» **What you should do**
All lines in the material below that contain "acknowledgement" should be located and copied.

====================

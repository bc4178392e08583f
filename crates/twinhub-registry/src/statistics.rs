use serde::{Deserialize, Serialize};

/// Device counters of the registry.
#[derive(Debug, Clone, Copy, Default, PartialEq, Eq, Serialize, Deserialize)]
#[serde(rename_all = "camelCase")]
pub struct RegistryStatistics {
    /// Number of devices.
    pub total_device_count: u64,
    /// Number of enabled devices.
    pub enabled_device_count: u64,
    /// Number of disabled devices.
    pub disabled_device_count: u64,
}

/// Connection counters of the service.
#[derive(Debug, Clone, Copy, Default, PartialEq, Eq, Serialize, Deserialize)]
#[serde(rename_all = "camelCase")]
pub struct ServiceStatistics {
    /// Number of connected devices.
    pub connected_device_count: u64,
}

#[cfg(test)]
mod tests {
    use serde_json::json;

    use crate::client::RegistryClient;
    use crate::device::DevicesClient;
    use crate::transport::tests::FakeTransport;

    use super::{RegistryStatistics, ServiceStatistics};

    #[tokio::test]
    async fn statistics() {
        let client = RegistryClient::new(
            FakeTransport::new()
                .respond(
                    200,
                    json!({
                        "totalDeviceCount": 10,
                        "enabledDeviceCount": 8,
                        "disabledDeviceCount": 2,
                    }),
                )
                .respond(200, json!({"connectedDeviceCount": 5})),
        );

        assert_eq!(
            client.get_registry_statistics().await.unwrap(),
            RegistryStatistics {
                total_device_count: 10,
                enabled_device_count: 8,
                disabled_device_count: 2,
            }
        );
        assert_eq!(
            client.get_service_statistics().await.unwrap(),
            ServiceStatistics {
                connected_device_count: 5
            }
        );

        let paths = client
            .transport()
            .requests()
            .iter()
            .map(|request| request.path())
            .collect::<Vec<_>>();
        assert_eq!(paths, ["/statistics/devices", "/statistics/service"]);
    }
}
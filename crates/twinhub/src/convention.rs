use alloc::string::String;

use log::debug;

use serde::Serialize;
use serde::de::DeserializeOwned;

use serde_json::Value;

use crate::ack::{AckCode, AckConvention, WritablePropertyAck};
use crate::error::Result;
use crate::patch::{PropertyPatch, check_property_name, component_name};
use crate::serializer::{CompactJson, PayloadSerializer};

/// The property convention engine.
///
/// Translates between property patches and typed application values and
/// builds correctly-shaped reported-property patches. The serializer and the
/// acknowledgement convention are chosen once, when the engine is created.
#[derive(Debug, Clone, Default)]
pub struct PropertyConvention<S = CompactJson>
where
    S: PayloadSerializer,
{
    serializer: S,
    ack_convention: AckConvention,
}

impl PropertyConvention<CompactJson> {
    /// Creates a [`PropertyConvention`] with the [`CompactJson`] serializer
    /// and the [`AckConvention::TwinCollection`] convention.
    #[must_use]
    #[inline]
    pub fn new() -> Self {
        Self::with_serializer(CompactJson)
    }
}

impl<S> PropertyConvention<S>
where
    S: PayloadSerializer,
{
    /// Creates a [`PropertyConvention`] with the given serializer.
    #[must_use]
    pub const fn with_serializer(serializer: S) -> Self {
        Self {
            serializer,
            ack_convention: AckConvention::TwinCollection,
        }
    }

    /// Sets the acknowledgement convention.
    #[must_use]
    pub const fn ack_convention(mut self, ack_convention: AckConvention) -> Self {
        self.ack_convention = ack_convention;
        self
    }

    /// Returns the payload serializer.
    #[must_use]
    pub const fn serializer(&self) -> &S {
        &self.serializer
    }

    /// Returns the acknowledgement convention in use.
    #[must_use]
    pub const fn convention(&self) -> AckConvention {
        self.ack_convention
    }

    /// Retrieves a property value from a patch.
    ///
    /// If the component is [`None`] or empty, the property is searched at
    /// the top level of the patch, otherwise inside the component mapping.
    ///
    /// A property which is not present returns `Ok(None)`.
    ///
    /// # Errors
    ///
    /// The property exists but its value cannot be converted into `T`.
    pub fn try_get_property<T: DeserializeOwned>(
        &self,
        patch: &PropertyPatch,
        property_name: &str,
        component: Option<&str>,
    ) -> Result<Option<T>> {
        let Some(value) = patch.property(property_name, component) else {
            debug!(
                "Property `{property_name}` not found in component `{}`",
                component_name(component).unwrap_or("root")
            );
            return Ok(None);
        };

        self.serializer.from_value(value).map(Some)
    }

    /// Retrieves a writable-property acknowledgement from a patch.
    ///
    /// A property which is not present returns `Ok(None)`.
    ///
    /// # Errors
    ///
    /// The property exists but it is not an acknowledgement in the
    /// configured convention, or its value cannot be converted into `T`.
    pub fn try_get_writable_ack<T: DeserializeOwned>(
        &self,
        patch: &PropertyPatch,
        property_name: &str,
        component: Option<&str>,
    ) -> Result<Option<WritablePropertyAck<T>>> {
        let Some(envelope) = patch.property(property_name, component) else {
            return Ok(None);
        };

        let ack = self.ack_convention.decode(envelope)?;
        let value = self.serializer.from_value(ack.value())?;

        Ok(Some(ack.map_value(value)))
    }

    /// Builds the reported-property patch acknowledging a writable property.
    ///
    /// When a component is given, the acknowledgement is nested inside the
    /// component mapping, which always carries the component marker.
    ///
    /// # Errors
    ///
    /// The property name is empty or reserved, or the value cannot be
    /// serialized.
    pub fn build_ack<T: Serialize + ?Sized>(
        &self,
        property_name: &str,
        value: &T,
        ack_code: AckCode,
        ack_version: i64,
        ack_description: Option<&str>,
        component: Option<&str>,
    ) -> Result<PropertyPatch> {
        check_property_name(property_name)?;

        let value = self.serializer.to_value(value)?;
        let mut ack = WritablePropertyAck::new(value, ack_code, ack_version);
        if let Some(description) = ack_description {
            ack = ack.description(description);
        }

        Ok(Self::single_entry(
            property_name,
            self.ack_convention.encode(&ack),
            component,
        ))
    }

    /// Builds the patch of a [`WritablePropertyAck`].
    ///
    /// # Errors
    ///
    /// The property name is empty or reserved, or the value cannot be
    /// serialized.
    #[inline]
    pub fn build_ack_from<T: Serialize>(
        &self,
        property_name: &str,
        ack: &WritablePropertyAck<T>,
        component: Option<&str>,
    ) -> Result<PropertyPatch> {
        self.build_ack(
            property_name,
            ack.value(),
            ack.ack_code(),
            ack.ack_version(),
            ack.ack_description(),
            component,
        )
    }

    /// Builds the reported-property patch of a device-owned property.
    ///
    /// The value is reported as is, without an acknowledgement envelope.
    ///
    /// # Errors
    ///
    /// The property name is empty or reserved, or the value cannot be
    /// serialized.
    pub fn build_initial_report<T: Serialize + ?Sized>(
        &self,
        property_name: &str,
        value: &T,
        component: Option<&str>,
    ) -> Result<PropertyPatch> {
        check_property_name(property_name)?;

        Ok(Self::single_entry(
            property_name,
            self.serializer.to_value(value)?,
            component,
        ))
    }

    /// Serializes a patch into a payload.
    ///
    /// # Errors
    ///
    /// The patch cannot be serialized.
    #[inline]
    pub fn serialize_patch(&self, patch: &PropertyPatch) -> Result<String> {
        self.serializer.serialize(patch)
    }

    fn single_entry(property_name: &str, value: Value, component: Option<&str>) -> PropertyPatch {
        let mut patch = PropertyPatch::new();
        match component_name(component) {
            Some(component) => patch.insert_component_property(component, property_name, value),
            None => patch.insert_property(property_name, value),
        }
        patch
    }
}
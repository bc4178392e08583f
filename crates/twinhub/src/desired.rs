use serde_json::Value;

use crate::error::{Error, ErrorKind, Result};
use crate::patch::PropertyPatch;
use crate::serializer::PayloadSerializer;

/// Key of the desired-properties version.
pub const VERSION_KEY: &str = "$version";

/// Key of the desired-properties metadata.
pub const METADATA_KEY: &str = "$metadata";

/// A desired-property set.
///
/// An immutable snapshot of the desired properties sent by the service,
/// along with the version the service assigned to it. Versions strictly
/// increase for a device.
#[derive(Debug, Clone, PartialEq)]
pub struct DesiredPropertySet {
    version: i64,
    entries: PropertyPatch,
}

impl DesiredPropertySet {
    /// Creates a [`DesiredPropertySet`].
    #[must_use]
    pub const fn new(version: i64, entries: PropertyPatch) -> Self {
        Self { version, entries }
    }

    /// Creates a [`DesiredPropertySet`] from a desired-properties document.
    ///
    /// The `$version` key becomes the set version, `$metadata` is discarded.
    ///
    /// # Errors
    ///
    /// The document is not an object or `$version` is missing or
    /// not an integer.
    pub fn from_value(value: Value) -> Result<Self> {
        let mut entries = PropertyPatch::from_value(value)?;

        let version = entries
            .remove(VERSION_KEY)
            .as_ref()
            .and_then(Value::as_i64)
            .ok_or_else(|| {
                Error::new(
                    ErrorKind::InvalidPatch,
                    "Desired properties without a valid `$version`",
                )
            })?;

        entries.remove(METADATA_KEY);

        Ok(Self { version, entries })
    }

    /// Creates a [`DesiredPropertySet`] from a twin document.
    ///
    /// Both `{"properties": {"desired": ...}}` and `{"desired": ...}` shapes
    /// are accepted.
    ///
    /// # Errors
    ///
    /// The document does not contain desired properties or they are not
    /// valid.
    pub fn from_twin(mut twin: Value) -> Result<Self> {
        let desired = twin
            .pointer_mut("/properties/desired")
            .map(Value::take)
            .or_else(|| twin.get_mut("desired").map(Value::take))
            .ok_or_else(|| {
                Error::new(
                    ErrorKind::InvalidPatch,
                    "The twin document does not contain desired properties",
                )
            })?;

        Self::from_value(desired)
    }

    /// Parses a desired-properties payload with the given serializer.
    ///
    /// # Errors
    ///
    /// The payload is malformed or not a valid desired-properties document.
    pub fn from_payload<S: PayloadSerializer>(serializer: &S, payload: &str) -> Result<Self> {
        Self::from_value(serializer.deserialize(payload)?)
    }

    /// Returns the version assigned by the service.
    #[must_use]
    pub const fn version(&self) -> i64 {
        self.version
    }

    /// Returns the desired entries.
    #[must_use]
    pub const fn entries(&self) -> &PropertyPatch {
        &self.entries
    }

    /// Returns the value of a desired property.
    #[must_use]
    #[inline]
    pub fn property(&self, name: &str, component: Option<&str>) -> Option<&Value> {
        self.entries.property(name, component)
    }
}

#[cfg(test)]
mod tests {
    use serde_json::json;

    use crate::error::ErrorKind;
    use crate::serializer::CompactJson;

    use super::DesiredPropertySet;

    #[test]
    fn desired_document() {
        let desired = DesiredPropertySet::from_value(json!({
            "thermostat1": {
                "__t": "c",
                "targetTemperature": 22,
            },
            "$version": 7,
            "$metadata": {"$lastUpdated": "2021-04-12T10:00:00Z"},
        }))
        .unwrap();

        assert_eq!(desired.version(), 7);
        assert_eq!(desired.entries().len(), 1);
        assert_eq!(
            desired.property("targetTemperature", Some("thermostat1")),
            Some(&json!(22))
        );
    }

    #[test]
    fn twin_document() {
        let twin = json!({
            "deviceId": "device1",
            "properties": {
                "desired": {"fanSpeed": 3, "$version": 12},
                "reported": {"fanSpeed": 2, "$version": 40},
            },
        });
        let desired = DesiredPropertySet::from_twin(twin).unwrap();
        assert_eq!(desired.version(), 12);
        assert_eq!(desired.property("fanSpeed", None), Some(&json!(3)));

        let desired = DesiredPropertySet::from_twin(json!({
            "desired": {"fanSpeed": 1, "$version": 2},
        }))
        .unwrap();
        assert_eq!(desired.version(), 2);

        assert_eq!(
            DesiredPropertySet::from_twin(json!({"reported": {}}))
                .unwrap_err()
                .kind(),
            ErrorKind::InvalidPatch
        );
    }

    #[test]
    fn missing_version() {
        for document in [json!({"fanSpeed": 3}), json!({"$version": "7"}), json!(3)] {
            assert_eq!(
                DesiredPropertySet::from_value(document).unwrap_err().kind(),
                ErrorKind::InvalidPatch
            );
        }
    }

    #[test]
    fn desired_payload() {
        let desired = DesiredPropertySet::from_payload(
            &CompactJson,
            r#"{"brightness": 80, "$version": 4}"#,
        )
        .unwrap();
        assert_eq!(desired.version(), 4);

        assert_eq!(
            DesiredPropertySet::from_payload(&CompactJson, "{")
                .unwrap_err()
                .kind(),
            ErrorKind::Deserialization
        );
    }
}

====================

» **Response to the task**
/// acknowledgement convention are chosen once, when the engine is created.
    /// Sets the acknowledgement convention.
    /// Returns the acknowledgement convention in use.
    /// Retrieves a writable-property acknowledgement from a patch.
    /// The property exists but it is not an acknowledgement in the
    /// When a component is given, the acknowledgement is nested inside the
    /// The value is reported as is, without an acknowledgement envelope.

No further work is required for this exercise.